# [Records for processing]
----------------------------------------

use std::fmt::Display;
use thiserror::Error;

pub mod codes;

pub use codes::{describe_error_code, ErrorCode};

use crate::config::ConfigError;
use crate::subprocess::ProcessError;
use crate::sync::LockError;
use crate::transport::TransportError;

/// The unified error type surfaced to callers of the git layer
#[derive(Error, Debug)]
pub enum BridgeError {
    #[error("[E{code:04}] Configuration error: {message}")]
    Config {
        code: u16,
        message: String,
        #[source]
        source: Option<Box<dyn std::error::Error + Send + Sync>>,
    },

    #[error("[E{code:04}] Lock error: {message}")]
    Lock {
        code: u16,
        message: String,
        #[source]
        source: Option<Box<dyn std::error::Error + Send + Sync>>,
    },

    #[error("[E{code:04}] Execution error: {message}")]
    Execution {
        code: u16,
        message: String,
        command: Option<String>,
        exit_code: Option<i32>,
        #[source]
        source: Option<Box<dyn std::error::Error + Send + Sync>>,
    },

    #[error("[E{code:04}] Transport error: {message}")]
    Transport {
        code: u16,
        message: String,
        trace: Option<String>,
        #[source]
        source: Option<Box<dyn std::error::Error + Send + Sync>>,
    },

    #[error("[E{code:04}] {message}")]
    Other {
        code: u16,
        message: String,
        #[source]
        source: Option<Box<dyn std::error::Error + Send + Sync>>,
    },
}

impl BridgeError {
    /// Create a configuration error with default code
    pub fn config(message: impl Into<String>) -> Self {
        Self::config_with_code(ErrorCode::CONFIG_GENERIC, message)
    }

    /// Create a configuration error with specific code
    pub fn config_with_code(code: u16, message: impl Into<String>) -> Self {
        Self::Config {
            code,
            message: message.into(),
            source: None,
        }
    }

    pub fn lock_with_code(code: u16, message: impl Into<String>) -> Self {
        Self::Lock {
            code,
            message: message.into(),
            source: None,
        }
    }

    /// Create an execution error with default code
    pub fn execution(message: impl Into<String>) -> Self {
        Self::execution_with_code(ErrorCode::EXEC_GENERIC, message, None)
    }

    /// Create an execution error with specific code and command
    pub fn execution_with_code(
        code: u16,
        message: impl Into<String>,
        command: Option<String>,
    ) -> Self {
        Self::Execution {
            code,
            message: message.into(),
            command,
            exit_code: None,
            source: None,
        }
    }

    pub fn transport_with_code(code: u16, message: impl Into<String>) -> Self {
        Self::Transport {
            code,
            message: message.into(),
            trace: None,
            source: None,
        }
    }

    /// Create a generic error
    pub fn other(message: impl Into<String>) -> Self {
        Self::Other {
            code: ErrorCode::OTHER_GENERIC,
            message: message.into(),
            source: None,
        }
    }

    /// Add a source error to this error
    pub fn with_source(
        mut self,
        source: impl Into<Box<dyn std::error::Error + Send + Sync>>,
    ) -> Self {
        match &mut self {
            Self::Config { source: src, .. }
            | Self::Lock { source: src, .. }
            | Self::Execution { source: src, .. }
            | Self::Transport { source: src, .. }
            | Self::Other { source: src, .. } => {
                *src = Some(source.into());
            }
        }
        self
    }

    /// Add context to the error message
    pub fn with_context(mut self, context: impl Display) -> Self {
        match &mut self {
            Self::Config { message, .. }
            | Self::Lock { message, .. }
            | Self::Execution { message, .. }
            | Self::Transport { message, .. }
            | Self::Other { message, .. } => {
                *message = format!("{}: {}", message, context);
            }
        }
        self
    }

    /// Set the exit code for an execution error
    pub fn with_exit_code(mut self, exit_code: i32) -> Self {
        if let Self::Execution {
            exit_code: ref mut ec,
            ..
        } = self
        {
            *ec = Some(exit_code);
        }
        self
    }

    /// Get the process exit code the CLI should use for this error
    pub fn exit_code(&self) -> i32 {
        match self {
            Self::Config { .. } => 2,
            Self::Lock { .. } => 3,
            Self::Execution { .. } => 5,
            Self::Transport { .. } => 6,
            Self::Other { .. } => 1,
        }
    }

    /// Get the error code
    pub fn code(&self) -> u16 {
        match self {
            Self::Config { code, .. }
            | Self::Lock { code, .. }
            | Self::Execution { code, .. }
            | Self::Transport { code, .. }
            | Self::Other { code, .. } => *code,
        }
    }

    /// Bare message without the code prefix
    pub fn message(&self) -> &str {
        match self {
            Self::Config { message, .. }
            | Self::Lock { message, .. }
            | Self::Execution { message, .. }
            | Self::Transport { message, .. }
            | Self::Other { message, .. } => message,
        }
    }

    /// Get a user-friendly error message
    pub fn user_message(&self) -> String {
        match self {
            Self::Config { message, .. } => format!("Configuration problem: {}", message),
            Self::Lock { message, .. } => format!("Could not run command: {}", message),
            Self::Execution {
                message, command, ..
            } => {
                if let Some(cmd) = command {
                    format!("Command '{}' failed: {}", cmd, message)
                } else {
                    format!("Execution error: {}", message)
                }
            }
            Self::Transport { message, .. } => message.clone(),
            Self::Other { message, .. } => message.clone(),
        }
    }

    /// Get a developer-friendly error message including the remote trace
    pub fn developer_message(&self) -> String {
        match self {
            Self::Transport {
                trace: Some(trace), ..
            } => format!("{}\n{}", self, trace),
            _ => format!("{:#}", self),
        }
    }

    /// Lock timeouts are the only failures worth retrying as-is.
    pub fn is_recoverable(&self) -> bool {
        matches!(self, Self::Lock { code, .. } if *code == ErrorCode::LOCK_TIMEOUT)
    }
}

impl From<LockError> for BridgeError {
    fn from(err: LockError) -> Self {
        let code = match err {
            LockError::Timeout(_) => ErrorCode::LOCK_TIMEOUT,
            LockError::Abandoned => ErrorCode::LOCK_ABANDONED,
        };
        BridgeError::lock_with_code(code, err.to_string())
    }
}

impl From<ProcessError> for BridgeError {
    fn from(err: ProcessError) -> Self {
        match err {
            ProcessError::Lock(lock) => lock.into(),
            ProcessError::CommandNotFound(ref command) => BridgeError::execution_with_code(
                ErrorCode::EXEC_COMMAND_NOT_FOUND,
                err.to_string(),
                Some(command.clone()),
            ),
            ProcessError::SpawnFailed { ref command, .. } => {
                let command = command.clone();
                BridgeError::execution_with_code(
                    ErrorCode::EXEC_SPAWN_FAILED,
                    err.to_string(),
                    Some(command),
                )
                .with_source(err)
            }
            ProcessError::Failed {
                ref command,
                status,
                ref message,
            } => {
                let code = if status.code().is_some() {
                    ErrorCode::EXEC_SUBPROCESS_FAILED
                } else {
                    ErrorCode::EXEC_SIGNAL_RECEIVED
                };
                let error =
                    BridgeError::execution_with_code(code, message.clone(), Some(command.clone()));
                match status.code() {
                    Some(exit) => error.with_exit_code(exit),
                    None => error,
                }
            }
            ProcessError::Io(_) => BridgeError::execution_with_code(
                ErrorCode::EXEC_OUTPUT_ERROR,
                err.to_string(),
                None,
            )
            .with_source(err),
            ProcessError::InternalError { .. } => BridgeError::execution_with_code(
                ErrorCode::EXEC_ENVIRONMENT_ERROR,
                err.to_string(),
                None,
            ),
            ProcessError::MockExpectationNotMet(_) => BridgeError::execution(err.to_string()),
        }
    }
}

impl From<TransportError> for BridgeError {
    fn from(err: TransportError) -> Self {
        match err {
            // A lock failure on the host stays a lock failure for the caller.
            TransportError::Remote {
                message,
                code: Some(code),
                ..
            } if (ErrorCode::LOCK_GENERIC..ErrorCode::LOCK_GENERIC + 1000).contains(&code) => {
                BridgeError::lock_with_code(code, message)
            }
            TransportError::Remote { message, trace, .. } => BridgeError::Transport {
                code: ErrorCode::TRANSPORT_REMOTE_ERROR,
                message,
                trace,
                source: None,
            },
            TransportError::PortClosed => {
                BridgeError::transport_with_code(ErrorCode::TRANSPORT_CLOSED, err.to_string())
            }
            TransportError::StreamAlreadyClaimed(_) | TransportError::RendezvousDropped(_) => {
                BridgeError::transport_with_code(ErrorCode::TRANSPORT_RENDEZVOUS, err.to_string())
            }
            TransportError::Codec(_) => {
                BridgeError::transport_with_code(ErrorCode::TRANSPORT_CODEC, err.to_string())
                    .with_source(err)
            }
        }
    }
}

impl From<ConfigError> for BridgeError {
    fn from(err: ConfigError) -> Self {
        let code = match err {
            ConfigError::NotFound(_) => ErrorCode::CONFIG_NOT_FOUND,
            ConfigError::Parse { .. } => ErrorCode::CONFIG_INVALID_TOML,
            ConfigError::InvalidValue { .. } => ErrorCode::CONFIG_INVALID_VALUE,
            ConfigError::Read { .. } | ConfigError::NoConfigDir => ErrorCode::CONFIG_PATH_ERROR,
        };
        BridgeError::config_with_code(code, err.to_string()).with_source(err)
    }
}

/// Type alias for Results using BridgeError
pub type Result<T> = std::result::Result<T, BridgeError>;

#[cfg(test)]
mod tests {
    use super::*;
    use crate::subprocess::{resolve_failure, ExitStatus};
    use std::time::Duration;

    #[test]
    fn test_error_display_includes_code() {
        let err = BridgeError::config("missing git_program");
        assert_eq!(
            err.to_string(),
            "[E1000] Configuration error: missing git_program"
        );
        assert_eq!(err.code(), ErrorCode::CONFIG_GENERIC);
        assert_eq!(err.exit_code(), 2);
    }

    #[test]
    fn test_with_context_appends() {
        let err = BridgeError::other("log failed").with_context("repository /tmp/x");
        assert_eq!(err.message(), "log failed: repository /tmp/x");
    }

    #[test]
    fn test_failed_process_keeps_stderr_message() {
        let process = resolve_failure(
            "git log",
            b"fatal: not a git repository\n",
            None,
            ExitStatus::Error(128),
        );
        let err = BridgeError::from(process);

        match &err {
            BridgeError::Execution {
                code,
                command,
                exit_code,
                ..
            } => {
                assert_eq!(*code, ErrorCode::EXEC_SUBPROCESS_FAILED);
                assert_eq!(command.as_deref(), Some("git log"));
                assert_eq!(*exit_code, Some(128));
            }
            other => panic!("Expected Execution, got {other:?}"),
        }
        assert_eq!(err.message(), "fatal: not a git repository");
        assert_eq!(
            err.user_message(),
            "Command 'git log' failed: fatal: not a git repository"
        );
    }

    #[test]
    fn test_command_not_found_code() {
        let err = BridgeError::from(ProcessError::CommandNotFound("gti".to_string()));
        assert_eq!(err.code(), ErrorCode::EXEC_COMMAND_NOT_FOUND);
    }

    #[test]
    fn test_lock_timeout_is_recoverable() {
        let err = BridgeError::from(ProcessError::Lock(LockError::Timeout(
            Duration::from_millis(100),
        )));
        assert_eq!(err.code(), ErrorCode::LOCK_TIMEOUT);
        assert!(err.is_recoverable());
        assert!(err.message().contains("Mutex acquire timeout"));

        assert!(!BridgeError::execution("boom").is_recoverable());
    }

    #[test]
    fn test_remote_error_keeps_trace() {
        let err = BridgeError::from(TransportError::Remote {
            message: "fatal: bad revision".to_string(),
            trace: Some("caused by: exit 128".to_string()),
            code: Some(ErrorCode::EXEC_SUBPROCESS_FAILED),
        });
        assert_eq!(err.code(), ErrorCode::TRANSPORT_REMOTE_ERROR);
        assert_eq!(err.user_message(), "fatal: bad revision");
        assert!(err.developer_message().ends_with("caused by: exit 128"));
        assert!(!err.is_recoverable());
    }

    #[test]
    fn test_remote_lock_timeout_stays_recoverable() {
        let err = BridgeError::from(TransportError::Remote {
            message: "Mutex acquire timeout after 50ms".to_string(),
            trace: None,
            code: Some(ErrorCode::LOCK_TIMEOUT),
        });
        assert_eq!(err.code(), ErrorCode::LOCK_TIMEOUT);
        assert!(err.is_recoverable());
        assert_eq!(err.message(), "Mutex acquire timeout after 50ms");
    }
}
//! Producer half: forwards a local stream over a port
//!
//! Items become `data` messages and a failure becomes a single `error`
//! message. A `return` message or the consumer closing its end stops the
//! source early; a `throw` message stops it and reports the injected error.
//! Either way the source is dropped exactly once and the port is closed.

use futures::{Stream, StreamExt};
use serde::Serialize;
use tracing::{debug, trace, warn};

use super::message::{ControlMessage, ErrorPayload, ProducerMessage};
use super::port::Port;
use super::registry::StreamId;
use super::TransportError;
use crate::error::BridgeError;

enum Event<I> {
    Control(Option<Result<ControlMessage, TransportError>>),
    Item(Option<I>),
}

/// Drive `source` to completion or cancellation, mirroring it onto `port`.
pub async fn pump<S, T, E>(id: StreamId, mut port: Port, source: S)
where
    S: Stream<Item = Result<T, E>> + Send,
    T: Serialize,
    E: std::error::Error + Into<BridgeError>,
{
    let mut source = Box::pin(source);
    let mut sent = 0usize;

    loop {
        let event = tokio::select! {
            biased;
            control = port.recv::<ControlMessage>() => Event::Control(control),
            item = source.next() => Event::Item(item),
        };

        match event {
            Event::Control(None) => {
                debug!("Stream {}: consumer closed its end", id);
                break;
            }
            Event::Control(Some(Ok(ControlMessage::Return { .. }))) => {
                debug!("Stream {}: consumer returned after {} items", id, sent);
                break;
            }
            Event::Control(Some(Ok(ControlMessage::Throw { error }))) => {
                warn!("Stream {}: consumer injected error: {}", id, error);
                post(
                    id,
                    &port,
                    &ProducerMessage::<T>::Error {
                        error: ErrorPayload {
                            message: error,
                            trace: None,
                            code: None,
                        },
                    },
                );
                break;
            }
            Event::Control(Some(Err(e))) => {
                warn!("Stream {}: ignoring malformed control message: {}", id, e);
            }
            Event::Item(Some(Ok(data))) => {
                if !post(id, &port, &ProducerMessage::Data { data }) {
                    break;
                }
                sent += 1;
            }
            Event::Item(Some(Err(e))) => {
                debug!("Stream {}: source failed after {} items: {}", id, sent, e);
                let payload = ErrorPayload::from_error(&e);
                let error: BridgeError = e.into();
                let code = error.code();
                post(
                    id,
                    &port,
                    &ProducerMessage::<T>::Error {
                        error: payload.with_code(code),
                    },
                );
                break;
            }
            Event::Item(None) => {
                debug!("Stream {}: completed with {} items", id, sent);
                break;
            }
        }
    }

    drop(source);
    port.close();
    trace!("Stream {}: port closed", id);
}

/// Send one message, reporting whether the consumer can still hear us.
fn post<T: Serialize>(id: StreamId, port: &Port, message: &ProducerMessage<T>) -> bool {
    match port.send(message) {
        Ok(()) => true,
        Err(e) => {
            warn!("Stream {}: failed to send message: {}", id, e);
            false
        }
    }
}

----------------------------------------

# [What to do]
How many lines in the records hold the string "LockError"? Answer with only that number.

# [Output for this task]
6